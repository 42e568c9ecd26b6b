//! File tools: creation, deletion, reading, renaming.

use std::fs;
use std::io::ErrorKind;

use super::{Session, Tool};

/// Create an empty file in the current directory.
pub struct CreateFile;

impl Tool for CreateFile {
    fn name(&self) -> &str {
        "Create File"
    }

    fn description(&self) -> &str {
        "Creates a new file in the current directory. Input should be the file name."
    }

    fn execute(&self, input: &str, session: &mut Session) -> String {
        let file_path = session.resolve(input);

        match fs::write(&file_path, "") {
            Ok(()) => format!("File '{}' created.", input),
            Err(e) => format!("Error creating file: {}", e),
        }
    }
}

/// Delete a file in the current directory.
pub struct DeleteFile;

impl Tool for DeleteFile {
    fn name(&self) -> &str {
        "Delete File"
    }

    fn description(&self) -> &str {
        "Deletes a file in the current directory. Input should be the file name."
    }

    fn execute(&self, input: &str, session: &mut Session) -> String {
        let path = session.strip_root_prefix(input);
        let file_path = session.current_dir().join(path);

        match fs::remove_file(&file_path) {
            Ok(()) => format!("File '{}' deleted.", input),
            Err(e) if e.kind() == ErrorKind::NotFound => "File not found.".to_string(),
            Err(e) if e.kind() == ErrorKind::PermissionDenied => {
                format!("Permission denied: Unable to delete file '{}'.", input)
            }
            Err(e) => format!("Error deleting file: {}", e),
        }
    }
}

/// Read a file's content.
pub struct ReadFile;

impl Tool for ReadFile {
    fn name(&self) -> &str {
        "Read File"
    }

    fn description(&self) -> &str {
        "Reads the content of a specified file. Input should be the file path."
    }

    fn execute(&self, input: &str, session: &mut Session) -> String {
        let path = session.strip_root_prefix(input);
        let file_path = session.current_dir().join(path);

        if !file_path.is_file() {
            return format!("File not found: {}", file_path.display());
        }

        match fs::read_to_string(&file_path) {
            Ok(content) => content,
            Err(e) if e.kind() == ErrorKind::InvalidData => {
                "Error reading file: Unable to decode the file content.".to_string()
            }
            Err(e) => format!("Error reading file: {}", e),
        }
    }
}

/// Rename a file in the current directory.
pub struct RenameFile;

impl Tool for RenameFile {
    fn name(&self) -> &str {
        "Rename File"
    }

    fn description(&self) -> &str {
        "Renames a file in the current directory. Input should be the current filename and the new name, separated by a ','."
    }

    fn execute(&self, input: &str, session: &mut Session) -> String {
        let parts: Vec<&str> = input.split(',').collect();
        if parts.len() != 2 {
            return "Invalid input format. Provide the current filename and the new name, separated by a ','."
                .to_string();
        }

        let old_name = parts[0].trim();
        let new_name = parts[1].trim();
        let old_path = session.current_dir().join(old_name);
        let new_path = session.current_dir().join(new_name);

        match fs::rename(&old_path, &new_path) {
            Ok(()) => format!("Renamed '{}' to '{}'.", old_name, new_name),
            Err(e) if e.kind() == ErrorKind::NotFound => "File not found.".to_string(),
            Err(e) => format!("Error renaming file: {}", e),
        }
    }
}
§
* Instructions for the task *
Transcribe each of the records verbatim.

* Response area *
repository 42e568c9ecd26b6b
//! File tools: creation, deletion, reading, renaming.

use std::fs;
use std::io::ErrorKind;

use super::{Session, Tool};

/// Create an empty file in the current directory.
pub struct CreateFile;

impl Tool for CreateFile {
    fn name(&self) -> &str {
        "Create File"
    }

    fn description(&self) -> &str {
        "Creates a new file in the current directory. Input should be the file name."
    }

    fn execute(&self, input: &str, session: &mut Session) -> String {
        let file_path = session.resolve(input);

        match fs::write(&file_path, "") {
            Ok(()) => format!("File '{}' created.", input),
            Err(e) => format!("Error creating file: {}", e),
        }
    }
}

/// Delete a file in the current directory.
pub struct DeleteFile;

impl Tool for DeleteFile {
    fn name(&self) -> &str {
        "Delete File"
    }

    fn description(&self) -> &str {
        "Deletes a file in the current directory. Input should be the file name."
    }

    fn execute(&self, input: &str, session: &mut Session) -> String {
        let path = session.strip_root_prefix(input);
        let file_path = session.current_dir().join(path);

        match fs::remove_file(&file_path) {
            Ok(()) => format!("File '{}' deleted.", input),
            Err(e) if e.kind() == ErrorKind::NotFound => "File not found.".to_string(),
            Err(e) if e.kind() == ErrorKind::PermissionDenied => {
                format!("Permission denied: Unable to delete file '{}'.", input)
            }
            Err(e) => format!("Error deleting file: {}", e),
        }
    }
}

/// Read a file's content.
pub struct ReadFile;

impl Tool for ReadFile {
    fn name(&self) -> &str {
        "Read File"
    }

    fn description(&self) -> &str {
        "Reads the content of a specified file. Input should be the file path."
    }

    fn execute(&self, input: &str, session: &mut Session) -> String {
        let path = session.strip_root_prefix(input);
        let file_path = session.current_dir().join(path);

        if !file_path.is_file() {
            return format!("File not found: {}", file_path.display());
        }

        match fs::read_to_string(&file_path) {
            Ok(content) => content,
            Err(e) if e.kind() == ErrorKind::InvalidData => {
                "Error reading file: Unable to decode the file content.".to_string()
            }
            Err(e) => format!("Error reading file: {}", e),
        }
    }
}

/// Rename a file in the current directory.
pub struct RenameFile;

impl Tool for RenameFile {
    fn name(&self) -> &str {
        "Rename File"
    }

    fn description(&self) -> &str {
        "Renames a file in the current directory. Input should be the current filename and the new name, separated by a ','."
    }

    fn execute(&self, input: &str, session: &mut Session) -> String {
        let parts: Vec<&str> = input.split(',').collect();
        if parts.len() != 2 {
            return "Invalid input format. Provide the current filename and the new name, separated by a ','."
                .to_string();
        }

        let old_name = parts[0].trim();
        let new_name = parts[1].trim();
        let old_path = session.current_dir().join(old_name);
        let new_path = session.current_dir().join(new_name);

        match fs::rename(&old_path, &new_path) {
            Ok(()) => format!("Renamed '{}' to '{}'.", old_name, new_name),
            Err(e) if e.kind() == ErrorKind::NotFound => "File not found.".to_string(),
            Err(e) => format!("Error renaming file: {}", e),
        }
    }
}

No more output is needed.